◆ WHAT IS BEING ASKED ◆
Would you copy the material below word for word, beginning with its first line and ending with the line that contains "pub(crate) struct Session<'a>"?

####################

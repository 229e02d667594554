use crate::config::{GeneratorConfig, LineMode};
use crate::locate::LineLocator;
use crate::queue::{TaskQueue, TimerSet};
use looplens_core::{
    Frame, FrameKind, PendingTimer, QueuedTask, Recorder, SchedulerPhase, StateView, Timeline,
};
use looplens_script::{Callback, Host, ScriptError};
use slotmap::{Key, KeyData, SlotMap, new_key_type};

new_key_type! {
    struct CallbackKey;
}

/// Live scheduler state for one `generate` call.
///
/// Owns the stack, queues, output buffer and the callbacks they refer to.
/// Every mutation that matters to a viewer is followed by a snapshot.
pub(crate) struct Session<'a> {
    config: &'a GeneratorConfig,
    locator: LineLocator<'a>,
    recorder: Recorder,
    stack: Vec<Frame>,
    timers: TimerSet,
    deferred: TaskQueue,
    ready: TaskQueue,
    output: Vec<String>,
    callbacks: SlotMap<CallbackKey, Callback>,
    next_frame: u64,
    next_task: u64,
    next_seq: u64,
}

impl<'a> Session<'a> {
    pub(crate) fn new(config: &'a GeneratorConfig, source: &'a str) -> Self {
        Self {
            config,
            locator: LineLocator::new(source),
            recorder: Recorder::new(),
            stack: Vec::new(),
            timers: TimerSet::new(),
            deferred: TaskQueue::new(),
            ready: TaskQueue::new(),
            output: Vec::new(),
            callbacks: SlotMap::with_key(),
            next_frame: 0,
            next_task: 0,
            next_seq: 0,
        }
    }

    pub(crate) fn snap(
        &mut self,
        line: Option<usize>,
        description: impl Into<String>,
        phase: SchedulerPhase,
    ) {
        let view = StateView {
            stack: &self.stack,
            pending_timers: self.timers.as_slice(),
            deferred_queue: self.deferred.as_deque(),
            ready_queue: self.ready.as_deque(),
            output: &self.output,
        };
        self.recorder.record(&view, line, description, phase);
    }

    pub(crate) fn push_frame(&mut self, name: impl Into<String>, kind: FrameKind, line: Option<usize>) {
        let id = self.next_frame;
        self.next_frame += 1;
        self.stack.push(Frame {
            id,
            name: name.into(),
            kind,
            line,
        });
    }

    pub(crate) fn pop_frame(&mut self) {
        self.stack.pop();
    }

    pub(crate) fn stack_is_empty(&self) -> bool {
        self.stack.is_empty()
    }

    pub(crate) fn has_work(&self) -> bool {
        !self.deferred.is_empty() || !self.timers.is_empty() || !self.ready.is_empty()
    }

    pub(crate) fn has_deferred(&self) -> bool {
        !self.deferred.is_empty()
    }

    pub(crate) fn has_timers(&self) -> bool {
        !self.timers.is_empty()
    }

    pub(crate) fn pop_deferred(&mut self) -> Option<QueuedTask> {
        self.deferred.pop()
    }

    /// Moves the next due timer into the ready queue.
    pub(crate) fn promote_timer(&mut self) {
        if let Some(timer) = self.timers.take_next() {
            tracing::debug!(id = timer.id, delay = timer.delay, seq = timer.seq, "promoting timer");
            self.ready.push(QueuedTask::ready(&timer));
        }
    }

    pub(crate) fn pop_ready(&mut self) -> Option<QueuedTask> {
        self.ready.pop()
    }

    /// Moves a queued task's callback out of the arena. Each runs at most once.
    pub(crate) fn take_callback(&mut self, task: &QueuedTask) -> Option<Callback> {
        let key = CallbackKey::from(KeyData::from_ffi(task.callback));
        let callback = self.callbacks.remove(key);
        if callback.is_none() {
            tracing::error!(task = task.id, "queued task has no callback");
        }
        callback
    }

    fn store(&mut self, callback: Callback) -> u64 {
        self.callbacks.insert(callback).data().as_ffi()
    }

    fn next_task_id(&mut self) -> u64 {
        self.next_task += 1;
        self.next_task
    }

    fn enqueue_deferred(&mut self, callback: Callback, task: fn(u64, u64) -> QueuedTask) {
        let id = self.next_task_id();
        let callback = self.store(callback);
        self.deferred.push(task(id, callback));
    }

    fn highlight(&mut self, key: &str, signatures: &[String], call_site: usize) -> Option<usize> {
        match self.config.line_mode {
            LineMode::Heuristic => self.locator.resolve(key, signatures),
            LineMode::CallSite => Some(call_site),
        }
    }

    /// Records the terminal error snapshot.
    pub(crate) fn fail(&mut self, err: &ScriptError) {
        let description = if err.is_syntax() {
            // Nothing ran, so nothing is on the stack.
            self.stack.clear();
            "Error parsing code"
        } else {
            "Error executing code"
        };
        self.output.push(format!("Uncaught {err}"));
        self.snap(err.line(), description, SchedulerPhase::Idle);
    }

    /// Closes the timeline, clearing a stack left behind by an aborted run.
    pub(crate) fn close(mut self) -> Timeline {
        if self.recorder.last().is_some_and(|s| !s.stack.is_empty()) {
            self.stack.clear();
            self.snap(None, "Execution finished", SchedulerPhase::Idle);
        }
        self.recorder.finish()
    }
}

impl Host for Session<'_> {
    fn print(&mut self, text: &str, line: usize) {
        let signatures = [
            format!("console.log('{text}')"),
            format!("console.log(\"{text}\")"),
            format!("console.log({text})"),
        ];
        let hl = self.highlight(&format!("log-{text}"), &signatures, line);

        self.push_frame("console.log", FrameKind::Print, hl);
        self.snap(hl, format!("console.log('{text}')"), SchedulerPhase::Idle);

        self.output.push(text.to_string());
        self.snap(hl, format!("Output: {text}"), SchedulerPhase::Idle);

        self.pop_frame();
        self.snap(hl, "Pop console.log", SchedulerPhase::Idle);
    }

    fn register_timer(&mut self, callback: Callback, delay: u64, line: usize) -> u64 {
        let hl = self.highlight("setTimeout", &["setTimeout".to_string()], line);

        self.push_frame("setTimeout", FrameKind::Primitive, hl);
        self.snap(hl, format!("setTimeout(..., {delay})"), SchedulerPhase::Idle);

        let id = self.next_task_id();
        let seq = self.next_seq;
        self.next_seq += 1;
        let callback = self.store(callback);
        self.timers.insert(PendingTimer {
            id,
            delay,
            remaining: delay,
            seq,
            callback,
        });
        self.snap(hl, "Add to Web APIs", SchedulerPhase::Idle);

        self.pop_frame();
        self.snap(hl, "Pop setTimeout", SchedulerPhase::Idle);
        id
    }

    fn schedule_deferred(&mut self, callback: Callback, line: usize) {
        let hl = self.highlight("queueMicrotask", &["queueMicrotask".to_string()], line);

        self.push_frame("queueMicrotask", FrameKind::Primitive, hl);
        self.snap(hl, "queueMicrotask(...)", SchedulerPhase::Idle);

        self.enqueue_deferred(callback, QueuedTask::microtask);
        self.snap(hl, "Add to Microtask Queue", SchedulerPhase::Idle);

        self.pop_frame();
        self.snap(hl, "Pop queueMicrotask", SchedulerPhase::Idle);
    }

    fn chain_then(&mut self, callback: Option<Callback>, line: usize) {
        let hl = self.highlight("then", &[".then".to_string()], line);

        self.push_frame("Promise.then", FrameKind::Primitive, hl);
        self.snap(hl, "Promise.then(...)", SchedulerPhase::Idle);

        match callback {
            Some(callback) => {
                self.enqueue_deferred(callback, QueuedTask::continuation);
                self.snap(hl, "Add to Microtask Queue", SchedulerPhase::Idle);
            }
            None => self.snap(hl, "Reaction stored on pending Promise", SchedulerPhase::Idle),
        }

        self.pop_frame();
        self.snap(hl, "Pop Promise.then", SchedulerPhase::Idle);
    }

    fn release_continuations(&mut self, callbacks: Vec<Callback>) {
        for callback in callbacks {
            self.enqueue_deferred(callback, QueuedTask::continuation);
            self.snap(None, "Promise resolved -> Microtask Queue", SchedulerPhase::Idle);
        }
    }

    fn enter_function(&mut self, name: &str, line: usize) {
        self.push_frame(name, FrameKind::Function, Some(line));
        self.snap(Some(line), format!("Call {name}()"), SchedulerPhase::Idle);
    }

    fn exit_function(&mut self) {
        let Some(frame) = self.stack.pop() else {
            return;
        };
        self.snap(frame.line, format!("Return from {}()", frame.name), SchedulerPhase::Idle);
    }
}
use crate::value::{Closure, PromiseKey, Value};
use std::fmt;
use std::rc::Rc;

/// Work handed to the host for later execution.
///
/// Only the interpreter can build or run one; the host stores it and passes
/// it back to [`Interpreter::run_callback`](crate::Interpreter::run_callback)
/// exactly once.
pub struct Callback {
    pub(crate) func: Rc<Closure>,
    pub(crate) arg: Option<Value>,
    /// Promise resolved with the callback's return value.
    pub(crate) settles: Option<PromiseKey>,
}

impl Callback {
    pub(crate) fn new(func: Rc<Closure>) -> Self {
        Self {
            func,
            arg: None,
            settles: None,
        }
    }

    pub fn name(&self) -> Option<&str> {
        self.func.name()
    }
}

impl fmt::Debug for Callback {
    fn fmt(&self, f: &mut fmt::Formatter<'_>) -> fmt::Result {
        f.debug_struct("Callback")
            .field("name", &self.name())
            .field("arg", &self.arg)
            .field("settles", &self.settles)
            .finish()
    }
}

/// The runtime the interpreter schedules into.
///
/// Each method corresponds to one intercepted primitive. `line` is the source
/// line of the call expression.
pub trait Host {
    /// `console.log(...)`: arguments already formatted and joined.
    fn print(&mut self, text: &str, line: usize);

    /// `setTimeout(fn, delay)`. Returns the timer id handed back to the script.
    fn register_timer(&mut self, callback: Callback, delay: u64, line: usize) -> u64;

    /// `queueMicrotask(fn)`.
    fn schedule_deferred(&mut self, callback: Callback, line: usize);

    /// `promise.then(fn)`. `None` when the receiver is still pending and the
    /// continuation was parked on it instead of being queued.
    fn chain_then(&mut self, callback: Option<Callback>, line: usize);

    /// Continuations released by a promise that just resolved, in attachment order.
    fn release_continuations(&mut self, callbacks: Vec<Callback>);

    fn enter_function(&mut self, _name: &str, _line: usize) {}

    fn exit_function(&mut self) {}
}
use crate::model::{Frame, PendingTimer, QueuedTask, SchedulerPhase};
use serde::{Deserialize, Serialize};
use std::collections::VecDeque;
use std::ops::Index;

/// Immutable record of every scheduling structure at one step.
#[derive(Debug, Clone, PartialEq, Serialize, Deserialize)]
pub struct Snapshot {
    pub id: usize,
    pub stack: Vec<Frame>,
    pub pending_timers: Vec<PendingTimer>,
    pub deferred_queue: Vec<QueuedTask>,
    pub ready_queue: Vec<QueuedTask>,
    pub output: Vec<String>,
    pub highlight_line: Option<usize>,
    pub description: String,
    pub phase: SchedulerPhase,
}

impl Snapshot {
    /// Field-wise equality ignoring `id`.
    pub fn same_state(&self, other: &Snapshot) -> bool {
        self.stack == other.stack
            && self.pending_timers == other.pending_timers
            && self.deferred_queue == other.deferred_queue
            && self.ready_queue == other.ready_queue
            && self.output == other.output
            && self.highlight_line == other.highlight_line
            && self.description == other.description
            && self.phase == other.phase
    }
}

/// Borrowed view of the live scheduler state handed to the recorder.
#[derive(Debug, Clone, Copy)]
pub struct StateView<'a> {
    pub stack: &'a [Frame],
    pub pending_timers: &'a [PendingTimer],
    pub deferred_queue: &'a VecDeque<QueuedTask>,
    pub ready_queue: &'a VecDeque<QueuedTask>,
    pub output: &'a [String],
}

/// Appends deep copies of the live state to a timeline.
#[derive(Debug, Default)]
pub struct Recorder {
    next_id: usize,
    snapshots: Vec<Snapshot>,
}

impl Recorder {
    pub fn new() -> Self {
        Self::default()
    }

    pub fn record(
        &mut self,
        state: &StateView<'_>,
        line: Option<usize>,
        description: impl Into<String>,
        phase: SchedulerPhase,
    ) -> &Snapshot {
        let snapshot = Snapshot {
            id: self.next_id,
            stack: state.stack.to_vec(),
            pending_timers: state.pending_timers.to_vec(),
            deferred_queue: state.deferred_queue.iter().cloned().collect(),
            ready_queue: state.ready_queue.iter().cloned().collect(),
            output: state.output.to_vec(),
            highlight_line: line,
            description: description.into(),
            phase,
        };
        self.next_id += 1;

        tracing::trace!(
            id = snapshot.id,
            phase = %snapshot.phase,
            stack = snapshot.stack.len(),
            "{}",
            snapshot.description
        );

        self.snapshots.push(snapshot);
        &self.snapshots[self.snapshots.len() - 1]
    }

    pub fn last(&self) -> Option<&Snapshot> {
        self.snapshots.last()
    }

    pub fn len(&self) -> usize {
        self.snapshots.len()
    }

    pub fn is_empty(&self) -> bool {
        self.snapshots.is_empty()
    }

    pub fn finish(self) -> Timeline {
        Timeline {
            snapshots: self.snapshots,
        }
    }
}

/// The ordered snapshots produced by one generation run.
#[derive(Debug, Clone, Default, PartialEq, Serialize, Deserialize)]
#[serde(transparent)]
pub struct Timeline {
    snapshots: Vec<Snapshot>,
}

impl Timeline {
    pub fn len(&self) -> usize {
        self.snapshots.len()
    }

    pub fn is_empty(&self) -> bool {
        self.snapshots.is_empty()
    }

    pub fn get(&self, index: usize) -> Option<&Snapshot> {
        self.snapshots.get(index)
    }

    /// Snapshot under a playback cursor, clamped to `[0, len - 1]`.
    pub fn at(&self, cursor: usize) -> Option<&Snapshot> {
        let last = self.snapshots.len().checked_sub(1)?;
        self.snapshots.get(cursor.min(last))
    }

    pub fn last(&self) -> Option<&Snapshot> {
        self.snapshots.last()
    }

    pub fn iter(&self) -> std::slice::Iter<'_, Snapshot> {
        self.snapshots.iter()
    }

    /// Console output as of the final snapshot.
    pub fn final_output(&self) -> &[String] {
        self.snapshots
            .last()
            .map(|s| s.output.as_slice())
            .unwrap_or_default()
    }

    pub fn into_snapshots(self) -> Vec<Snapshot> {
        self.snapshots
    }
}

impl Index<usize> for Timeline {
    type Output = Snapshot;

    fn index(&self, index: usize) -> &Snapshot {
        &self.snapshots[index]
    }
}

impl<'a> IntoIterator for &'a Timeline {
    type Item = &'a Snapshot;
    type IntoIter = std::slice::Iter<'a, Snapshot>;

    fn into_iter(self) -> Self::IntoIter {
        self.snapshots.iter()
    }
}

####################

◆ ANSWER SPACE ◆
repository 229e02d667594554
use crate::config::{GeneratorConfig, LineMode};
use crate::locate::LineLocator;
use crate::queue::{TaskQueue, TimerSet};
use looplens_core::{
    Frame, FrameKind, PendingTimer, QueuedTask, Recorder, SchedulerPhase, StateView, Timeline,
};
use looplens_script::{Callback, Host, ScriptError};
use slotmap::{Key, KeyData, SlotMap, new_key_type};

new_key_type! {
    struct CallbackKey;
}

/// Live scheduler state for one `generate` call.
///
/// Owns the stack, queues, output buffer and the callbacks they refer to.
/// Every mutation that matters to a viewer is followed by a snapshot.
pub(crate) struct Session<'a> {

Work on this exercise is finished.